Task instructions
Look through the lines below for the word "WebDriverSurface", and copy every line that has it.

(Data excerpts)
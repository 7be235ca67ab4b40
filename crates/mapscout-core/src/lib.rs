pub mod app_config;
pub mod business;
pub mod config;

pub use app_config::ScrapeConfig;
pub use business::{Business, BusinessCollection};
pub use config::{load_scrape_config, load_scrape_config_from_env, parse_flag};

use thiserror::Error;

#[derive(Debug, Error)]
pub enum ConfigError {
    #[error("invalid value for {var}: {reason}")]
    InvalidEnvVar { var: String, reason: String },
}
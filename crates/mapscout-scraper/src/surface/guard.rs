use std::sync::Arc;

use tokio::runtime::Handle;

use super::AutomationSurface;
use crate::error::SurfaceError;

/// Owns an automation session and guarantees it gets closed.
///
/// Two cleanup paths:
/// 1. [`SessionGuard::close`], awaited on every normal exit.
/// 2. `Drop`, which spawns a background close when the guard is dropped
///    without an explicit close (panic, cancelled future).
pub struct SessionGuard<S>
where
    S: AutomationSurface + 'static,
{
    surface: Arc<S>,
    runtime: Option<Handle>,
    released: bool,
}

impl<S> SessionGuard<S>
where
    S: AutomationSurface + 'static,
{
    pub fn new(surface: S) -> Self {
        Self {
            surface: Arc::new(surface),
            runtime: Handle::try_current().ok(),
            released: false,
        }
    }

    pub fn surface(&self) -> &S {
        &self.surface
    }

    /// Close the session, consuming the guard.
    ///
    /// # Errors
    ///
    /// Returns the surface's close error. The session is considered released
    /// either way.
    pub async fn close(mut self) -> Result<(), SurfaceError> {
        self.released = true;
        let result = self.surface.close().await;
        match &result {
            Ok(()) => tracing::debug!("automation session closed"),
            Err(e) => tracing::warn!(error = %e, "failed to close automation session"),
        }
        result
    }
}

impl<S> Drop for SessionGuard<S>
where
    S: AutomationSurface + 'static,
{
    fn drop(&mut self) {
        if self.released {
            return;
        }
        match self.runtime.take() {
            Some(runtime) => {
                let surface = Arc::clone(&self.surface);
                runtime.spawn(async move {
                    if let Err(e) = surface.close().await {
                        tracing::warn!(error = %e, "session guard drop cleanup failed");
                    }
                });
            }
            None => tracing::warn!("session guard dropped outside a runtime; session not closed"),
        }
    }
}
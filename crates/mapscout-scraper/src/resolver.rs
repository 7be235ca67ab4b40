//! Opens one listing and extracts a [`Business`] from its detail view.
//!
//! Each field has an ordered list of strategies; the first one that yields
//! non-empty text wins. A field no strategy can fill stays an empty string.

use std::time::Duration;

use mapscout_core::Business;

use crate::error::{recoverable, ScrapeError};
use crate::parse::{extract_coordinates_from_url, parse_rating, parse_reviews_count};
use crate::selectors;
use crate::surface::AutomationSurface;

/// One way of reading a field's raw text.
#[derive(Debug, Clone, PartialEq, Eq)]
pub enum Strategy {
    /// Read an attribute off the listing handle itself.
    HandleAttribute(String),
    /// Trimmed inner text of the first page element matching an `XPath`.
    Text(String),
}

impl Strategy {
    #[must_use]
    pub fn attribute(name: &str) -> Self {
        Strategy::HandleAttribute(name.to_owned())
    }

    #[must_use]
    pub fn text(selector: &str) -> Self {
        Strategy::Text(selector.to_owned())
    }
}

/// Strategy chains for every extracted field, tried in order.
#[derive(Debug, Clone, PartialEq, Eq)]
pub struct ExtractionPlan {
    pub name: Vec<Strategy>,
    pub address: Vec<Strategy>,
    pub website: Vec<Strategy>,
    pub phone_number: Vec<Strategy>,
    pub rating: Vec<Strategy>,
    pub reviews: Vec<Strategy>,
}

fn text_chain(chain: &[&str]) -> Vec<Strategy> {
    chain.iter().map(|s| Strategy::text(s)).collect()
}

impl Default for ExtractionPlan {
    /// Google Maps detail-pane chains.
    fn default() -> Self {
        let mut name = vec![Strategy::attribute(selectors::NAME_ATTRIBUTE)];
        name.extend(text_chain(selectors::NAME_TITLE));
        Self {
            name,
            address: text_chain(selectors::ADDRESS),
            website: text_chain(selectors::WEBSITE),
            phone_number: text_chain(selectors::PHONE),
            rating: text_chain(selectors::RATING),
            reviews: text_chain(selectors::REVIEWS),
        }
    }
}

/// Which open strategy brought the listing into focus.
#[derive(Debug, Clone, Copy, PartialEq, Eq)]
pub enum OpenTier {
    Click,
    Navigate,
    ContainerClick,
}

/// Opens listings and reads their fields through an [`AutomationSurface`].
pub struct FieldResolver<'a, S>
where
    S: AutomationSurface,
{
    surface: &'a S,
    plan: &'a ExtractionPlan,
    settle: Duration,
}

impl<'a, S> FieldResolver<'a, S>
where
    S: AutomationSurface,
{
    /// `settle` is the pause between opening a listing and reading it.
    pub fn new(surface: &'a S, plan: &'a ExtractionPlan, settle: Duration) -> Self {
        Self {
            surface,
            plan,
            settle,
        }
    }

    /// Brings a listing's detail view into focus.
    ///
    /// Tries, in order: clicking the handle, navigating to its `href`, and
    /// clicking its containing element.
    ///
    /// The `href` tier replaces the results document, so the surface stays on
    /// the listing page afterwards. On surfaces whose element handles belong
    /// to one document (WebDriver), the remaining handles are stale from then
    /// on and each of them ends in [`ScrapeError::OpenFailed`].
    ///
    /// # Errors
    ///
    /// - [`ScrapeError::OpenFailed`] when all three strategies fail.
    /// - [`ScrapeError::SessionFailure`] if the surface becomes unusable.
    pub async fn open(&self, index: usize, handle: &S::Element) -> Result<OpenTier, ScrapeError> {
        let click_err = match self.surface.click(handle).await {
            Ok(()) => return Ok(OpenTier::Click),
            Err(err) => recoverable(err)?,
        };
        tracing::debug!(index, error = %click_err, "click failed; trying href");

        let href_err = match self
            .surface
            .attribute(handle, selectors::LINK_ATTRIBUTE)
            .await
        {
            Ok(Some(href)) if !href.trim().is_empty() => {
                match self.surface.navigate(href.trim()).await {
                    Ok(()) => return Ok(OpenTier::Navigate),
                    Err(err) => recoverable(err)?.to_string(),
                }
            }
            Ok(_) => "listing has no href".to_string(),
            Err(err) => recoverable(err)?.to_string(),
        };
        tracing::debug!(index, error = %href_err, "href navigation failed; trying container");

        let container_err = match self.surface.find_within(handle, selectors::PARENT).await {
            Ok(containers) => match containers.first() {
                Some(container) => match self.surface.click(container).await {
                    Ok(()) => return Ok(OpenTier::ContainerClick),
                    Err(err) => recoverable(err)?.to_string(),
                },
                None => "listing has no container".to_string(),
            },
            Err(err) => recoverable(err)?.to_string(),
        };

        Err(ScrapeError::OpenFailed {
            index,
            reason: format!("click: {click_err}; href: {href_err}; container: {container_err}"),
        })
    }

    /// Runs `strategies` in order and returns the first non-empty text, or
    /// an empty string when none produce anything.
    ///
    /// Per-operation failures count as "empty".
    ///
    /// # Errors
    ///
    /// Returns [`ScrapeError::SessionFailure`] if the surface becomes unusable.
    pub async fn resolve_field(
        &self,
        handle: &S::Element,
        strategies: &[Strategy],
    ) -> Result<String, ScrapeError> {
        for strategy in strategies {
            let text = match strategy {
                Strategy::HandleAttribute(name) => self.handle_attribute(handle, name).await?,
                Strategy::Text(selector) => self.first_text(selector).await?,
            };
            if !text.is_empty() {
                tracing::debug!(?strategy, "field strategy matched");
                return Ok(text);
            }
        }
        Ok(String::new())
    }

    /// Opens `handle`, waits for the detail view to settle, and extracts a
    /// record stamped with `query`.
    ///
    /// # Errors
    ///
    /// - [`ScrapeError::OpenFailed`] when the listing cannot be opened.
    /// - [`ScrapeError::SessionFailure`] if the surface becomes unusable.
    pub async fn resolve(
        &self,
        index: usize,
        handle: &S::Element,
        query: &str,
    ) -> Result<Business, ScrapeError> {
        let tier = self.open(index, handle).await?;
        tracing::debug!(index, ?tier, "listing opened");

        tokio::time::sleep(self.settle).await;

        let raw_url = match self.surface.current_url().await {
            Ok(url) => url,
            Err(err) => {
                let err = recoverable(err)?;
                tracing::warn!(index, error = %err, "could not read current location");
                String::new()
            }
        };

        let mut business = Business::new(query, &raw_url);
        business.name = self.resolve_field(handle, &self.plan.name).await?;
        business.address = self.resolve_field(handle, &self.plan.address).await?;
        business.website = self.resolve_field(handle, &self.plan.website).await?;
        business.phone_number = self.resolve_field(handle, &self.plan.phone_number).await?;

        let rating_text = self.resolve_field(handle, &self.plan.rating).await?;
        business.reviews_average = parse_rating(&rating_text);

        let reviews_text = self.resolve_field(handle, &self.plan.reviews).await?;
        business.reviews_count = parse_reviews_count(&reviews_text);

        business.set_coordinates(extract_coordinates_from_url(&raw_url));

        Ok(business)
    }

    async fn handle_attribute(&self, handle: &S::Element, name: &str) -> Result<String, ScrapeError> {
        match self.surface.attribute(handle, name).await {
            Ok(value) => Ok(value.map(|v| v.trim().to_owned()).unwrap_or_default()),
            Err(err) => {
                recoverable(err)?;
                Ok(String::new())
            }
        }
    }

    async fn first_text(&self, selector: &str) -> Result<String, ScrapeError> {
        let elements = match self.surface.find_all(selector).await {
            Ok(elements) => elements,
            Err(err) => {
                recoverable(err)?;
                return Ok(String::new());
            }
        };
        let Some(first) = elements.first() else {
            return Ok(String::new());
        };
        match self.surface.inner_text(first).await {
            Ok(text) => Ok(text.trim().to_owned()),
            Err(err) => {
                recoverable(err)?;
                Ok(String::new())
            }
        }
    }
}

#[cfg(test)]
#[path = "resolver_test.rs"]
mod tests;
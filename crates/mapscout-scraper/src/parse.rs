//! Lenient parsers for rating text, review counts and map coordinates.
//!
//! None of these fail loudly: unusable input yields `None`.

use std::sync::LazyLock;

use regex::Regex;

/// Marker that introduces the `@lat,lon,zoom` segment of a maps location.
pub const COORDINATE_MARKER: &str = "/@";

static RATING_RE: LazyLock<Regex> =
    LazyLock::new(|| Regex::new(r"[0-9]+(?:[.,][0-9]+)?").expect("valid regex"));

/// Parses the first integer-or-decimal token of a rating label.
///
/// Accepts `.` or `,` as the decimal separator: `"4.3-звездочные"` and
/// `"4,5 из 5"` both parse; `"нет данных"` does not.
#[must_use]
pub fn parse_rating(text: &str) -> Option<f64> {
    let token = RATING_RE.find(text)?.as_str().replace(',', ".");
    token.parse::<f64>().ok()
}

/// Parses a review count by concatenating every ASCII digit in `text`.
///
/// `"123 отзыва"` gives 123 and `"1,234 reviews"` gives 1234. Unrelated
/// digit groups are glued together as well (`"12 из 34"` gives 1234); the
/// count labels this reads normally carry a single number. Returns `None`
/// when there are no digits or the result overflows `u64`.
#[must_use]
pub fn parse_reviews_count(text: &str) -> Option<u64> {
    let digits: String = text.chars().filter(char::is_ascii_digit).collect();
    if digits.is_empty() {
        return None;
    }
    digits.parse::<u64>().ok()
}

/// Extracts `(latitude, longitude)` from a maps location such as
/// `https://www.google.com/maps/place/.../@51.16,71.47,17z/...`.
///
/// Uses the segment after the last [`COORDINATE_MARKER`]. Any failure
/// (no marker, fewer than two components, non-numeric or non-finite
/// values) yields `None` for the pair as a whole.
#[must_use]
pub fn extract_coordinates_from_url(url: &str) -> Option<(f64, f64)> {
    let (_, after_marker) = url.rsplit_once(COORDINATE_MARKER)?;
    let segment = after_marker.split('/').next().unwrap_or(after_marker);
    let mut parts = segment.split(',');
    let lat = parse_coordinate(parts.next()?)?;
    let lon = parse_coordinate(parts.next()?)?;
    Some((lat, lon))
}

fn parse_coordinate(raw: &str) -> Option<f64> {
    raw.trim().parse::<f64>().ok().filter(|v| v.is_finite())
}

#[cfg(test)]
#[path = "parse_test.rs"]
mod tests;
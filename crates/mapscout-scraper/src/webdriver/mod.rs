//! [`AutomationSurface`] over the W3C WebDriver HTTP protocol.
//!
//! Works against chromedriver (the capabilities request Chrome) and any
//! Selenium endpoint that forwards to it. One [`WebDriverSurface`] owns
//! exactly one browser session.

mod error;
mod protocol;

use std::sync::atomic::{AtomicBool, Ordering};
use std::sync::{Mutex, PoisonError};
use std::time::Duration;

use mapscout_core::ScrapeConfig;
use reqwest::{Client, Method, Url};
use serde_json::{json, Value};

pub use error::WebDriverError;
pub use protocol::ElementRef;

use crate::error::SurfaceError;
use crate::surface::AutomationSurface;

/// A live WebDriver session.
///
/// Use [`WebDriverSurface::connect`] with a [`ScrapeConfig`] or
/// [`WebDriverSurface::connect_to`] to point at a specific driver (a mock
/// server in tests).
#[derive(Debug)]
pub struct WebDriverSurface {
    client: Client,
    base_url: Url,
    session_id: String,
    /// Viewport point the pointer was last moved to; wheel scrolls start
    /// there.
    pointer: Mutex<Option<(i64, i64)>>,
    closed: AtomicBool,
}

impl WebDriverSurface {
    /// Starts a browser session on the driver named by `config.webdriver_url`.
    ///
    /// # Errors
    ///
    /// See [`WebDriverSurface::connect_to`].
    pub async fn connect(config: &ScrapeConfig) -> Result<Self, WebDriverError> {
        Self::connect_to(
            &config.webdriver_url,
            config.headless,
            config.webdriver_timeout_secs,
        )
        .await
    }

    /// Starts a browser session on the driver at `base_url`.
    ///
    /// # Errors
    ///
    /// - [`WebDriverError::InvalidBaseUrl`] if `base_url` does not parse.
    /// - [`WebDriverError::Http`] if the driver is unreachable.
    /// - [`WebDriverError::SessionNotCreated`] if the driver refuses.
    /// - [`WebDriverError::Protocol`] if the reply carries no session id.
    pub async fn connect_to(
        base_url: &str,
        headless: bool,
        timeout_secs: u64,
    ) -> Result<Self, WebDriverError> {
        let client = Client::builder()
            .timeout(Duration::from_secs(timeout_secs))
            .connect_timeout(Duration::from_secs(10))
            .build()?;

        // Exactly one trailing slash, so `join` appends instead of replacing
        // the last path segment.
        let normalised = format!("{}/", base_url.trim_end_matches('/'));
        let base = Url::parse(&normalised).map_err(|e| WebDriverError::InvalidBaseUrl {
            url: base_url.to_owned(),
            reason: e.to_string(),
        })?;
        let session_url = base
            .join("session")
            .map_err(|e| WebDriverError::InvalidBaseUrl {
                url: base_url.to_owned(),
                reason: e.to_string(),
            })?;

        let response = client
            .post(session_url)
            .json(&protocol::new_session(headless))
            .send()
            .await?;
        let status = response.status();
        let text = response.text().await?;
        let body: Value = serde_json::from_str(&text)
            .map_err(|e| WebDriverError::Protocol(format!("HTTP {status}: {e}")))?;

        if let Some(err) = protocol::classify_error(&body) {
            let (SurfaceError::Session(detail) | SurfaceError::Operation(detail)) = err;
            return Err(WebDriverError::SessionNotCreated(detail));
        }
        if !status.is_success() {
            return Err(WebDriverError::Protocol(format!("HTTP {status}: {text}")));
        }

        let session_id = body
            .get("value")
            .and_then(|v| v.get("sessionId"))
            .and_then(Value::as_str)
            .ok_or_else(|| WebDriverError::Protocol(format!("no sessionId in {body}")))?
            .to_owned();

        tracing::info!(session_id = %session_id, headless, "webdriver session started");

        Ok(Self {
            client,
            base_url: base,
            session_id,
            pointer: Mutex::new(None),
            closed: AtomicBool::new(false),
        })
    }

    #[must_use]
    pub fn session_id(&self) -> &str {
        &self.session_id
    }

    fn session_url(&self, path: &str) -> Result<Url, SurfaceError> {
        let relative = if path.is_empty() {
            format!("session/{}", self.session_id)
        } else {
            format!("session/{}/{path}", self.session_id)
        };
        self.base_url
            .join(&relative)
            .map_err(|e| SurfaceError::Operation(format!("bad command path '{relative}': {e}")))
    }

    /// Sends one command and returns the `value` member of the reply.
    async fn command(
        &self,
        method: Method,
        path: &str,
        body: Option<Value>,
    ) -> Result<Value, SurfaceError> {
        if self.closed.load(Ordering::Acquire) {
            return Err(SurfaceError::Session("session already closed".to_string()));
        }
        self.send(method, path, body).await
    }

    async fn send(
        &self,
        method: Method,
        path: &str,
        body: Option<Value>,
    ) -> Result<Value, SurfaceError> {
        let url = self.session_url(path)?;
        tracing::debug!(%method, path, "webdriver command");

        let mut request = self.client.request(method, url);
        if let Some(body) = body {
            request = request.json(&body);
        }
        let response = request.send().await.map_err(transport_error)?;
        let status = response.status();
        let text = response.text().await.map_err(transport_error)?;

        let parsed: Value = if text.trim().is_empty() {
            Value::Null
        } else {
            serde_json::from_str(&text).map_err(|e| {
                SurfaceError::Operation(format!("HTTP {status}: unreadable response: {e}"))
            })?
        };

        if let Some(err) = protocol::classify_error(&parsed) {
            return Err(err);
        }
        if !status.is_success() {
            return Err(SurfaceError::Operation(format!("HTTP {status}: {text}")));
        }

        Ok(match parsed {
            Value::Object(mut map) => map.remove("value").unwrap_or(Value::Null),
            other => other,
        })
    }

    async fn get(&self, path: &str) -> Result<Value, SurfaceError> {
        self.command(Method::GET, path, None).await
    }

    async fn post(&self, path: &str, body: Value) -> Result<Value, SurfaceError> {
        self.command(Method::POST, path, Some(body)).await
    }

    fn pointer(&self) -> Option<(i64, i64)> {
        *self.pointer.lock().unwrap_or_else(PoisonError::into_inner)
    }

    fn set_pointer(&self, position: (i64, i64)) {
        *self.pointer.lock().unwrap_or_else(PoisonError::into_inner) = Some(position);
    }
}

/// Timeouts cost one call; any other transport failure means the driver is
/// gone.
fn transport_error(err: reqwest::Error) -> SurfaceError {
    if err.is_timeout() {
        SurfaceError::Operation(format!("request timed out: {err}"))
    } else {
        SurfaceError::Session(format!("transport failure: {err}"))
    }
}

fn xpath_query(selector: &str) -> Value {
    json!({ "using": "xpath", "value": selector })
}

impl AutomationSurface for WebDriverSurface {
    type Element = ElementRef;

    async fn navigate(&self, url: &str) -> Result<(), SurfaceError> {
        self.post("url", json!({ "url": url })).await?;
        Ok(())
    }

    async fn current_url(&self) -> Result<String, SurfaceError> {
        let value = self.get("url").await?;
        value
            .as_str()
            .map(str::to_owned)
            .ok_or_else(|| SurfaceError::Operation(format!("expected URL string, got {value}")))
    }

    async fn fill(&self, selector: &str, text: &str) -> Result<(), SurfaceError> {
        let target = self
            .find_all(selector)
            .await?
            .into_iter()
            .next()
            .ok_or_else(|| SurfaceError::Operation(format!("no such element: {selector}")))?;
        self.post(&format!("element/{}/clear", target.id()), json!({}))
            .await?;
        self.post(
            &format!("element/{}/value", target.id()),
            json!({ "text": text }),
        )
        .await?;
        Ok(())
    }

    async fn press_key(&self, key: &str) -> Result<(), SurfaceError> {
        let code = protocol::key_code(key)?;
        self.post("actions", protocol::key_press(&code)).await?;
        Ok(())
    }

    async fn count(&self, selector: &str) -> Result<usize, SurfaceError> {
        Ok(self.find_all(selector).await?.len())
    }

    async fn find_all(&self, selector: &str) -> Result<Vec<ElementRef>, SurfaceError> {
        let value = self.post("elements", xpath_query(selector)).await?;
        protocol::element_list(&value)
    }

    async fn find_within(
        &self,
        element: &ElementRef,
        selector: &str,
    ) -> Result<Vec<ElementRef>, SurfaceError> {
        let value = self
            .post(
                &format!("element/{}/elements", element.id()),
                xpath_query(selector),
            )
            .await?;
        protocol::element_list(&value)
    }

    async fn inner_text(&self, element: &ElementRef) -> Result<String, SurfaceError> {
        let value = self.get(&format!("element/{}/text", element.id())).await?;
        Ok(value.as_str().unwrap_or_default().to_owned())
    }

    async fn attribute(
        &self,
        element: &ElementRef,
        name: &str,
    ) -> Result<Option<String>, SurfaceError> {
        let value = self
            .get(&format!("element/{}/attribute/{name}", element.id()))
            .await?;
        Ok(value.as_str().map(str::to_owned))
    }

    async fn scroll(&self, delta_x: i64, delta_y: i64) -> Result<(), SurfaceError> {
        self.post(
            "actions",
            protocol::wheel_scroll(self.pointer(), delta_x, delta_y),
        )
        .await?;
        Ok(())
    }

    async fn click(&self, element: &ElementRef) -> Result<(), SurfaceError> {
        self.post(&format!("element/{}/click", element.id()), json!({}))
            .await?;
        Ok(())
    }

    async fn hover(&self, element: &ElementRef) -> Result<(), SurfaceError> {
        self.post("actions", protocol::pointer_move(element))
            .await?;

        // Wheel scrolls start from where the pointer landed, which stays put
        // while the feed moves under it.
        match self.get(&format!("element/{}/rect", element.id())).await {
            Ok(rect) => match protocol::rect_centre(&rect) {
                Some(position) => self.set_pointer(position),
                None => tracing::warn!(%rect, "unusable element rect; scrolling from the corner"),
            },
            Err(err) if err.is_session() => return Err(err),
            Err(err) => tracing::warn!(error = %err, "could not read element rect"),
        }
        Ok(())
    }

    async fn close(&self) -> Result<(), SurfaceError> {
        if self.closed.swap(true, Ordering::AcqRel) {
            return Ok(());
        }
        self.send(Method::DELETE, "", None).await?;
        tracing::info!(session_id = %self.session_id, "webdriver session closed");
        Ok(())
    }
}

Response
//! Selenium endpoint that forwards to it. One [`WebDriverSurface`] owns
/// Use [`WebDriverSurface::connect`] with a [`ScrapeConfig`] or
/// [`WebDriverSurface::connect_to`] to point at a specific driver (a mock
pub struct WebDriverSurface {
impl WebDriverSurface {
    /// See [`WebDriverSurface::connect_to`].
impl AutomationSurface for WebDriverSurface {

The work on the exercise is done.